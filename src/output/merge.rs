//! Merging of captured stdout and stderr into one text report.

/// Delimiter placed between stdout and a non-empty stderr.
pub const STDERR_DELIMITER: &str = "\nErrors:\n";

/// Decode both streams and join them.
///
/// Invalid UTF-8 is replaced with U+FFFD rather than failing. When stderr
/// decodes to an empty string the result is stdout alone.
pub fn merge_streams(stdout: &[u8], stderr: &[u8]) -> String {
    let mut merged = String::from_utf8_lossy(stdout).into_owned();
    let stderr = String::from_utf8_lossy(stderr);

    if !stderr.is_empty() {
        merged.push_str(STDERR_DELIMITER);
        merged.push_str(&stderr);
    }

    merged
}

^^^^^^^^

## WORK REQUIRED
From the line holding "let mut merged" to the end of the listing, copy every line exactly, both ends included, and add nothing.

## TASK ANSWER
    let mut merged = String::from_utf8_lossy(stdout).into_owned();
    let stderr = String::from_utf8_lossy(stderr);

    if !stderr.is_empty() {
        merged.push_str(STDERR_DELIMITER);
        merged.push_str(&stderr);
    }

    merged
}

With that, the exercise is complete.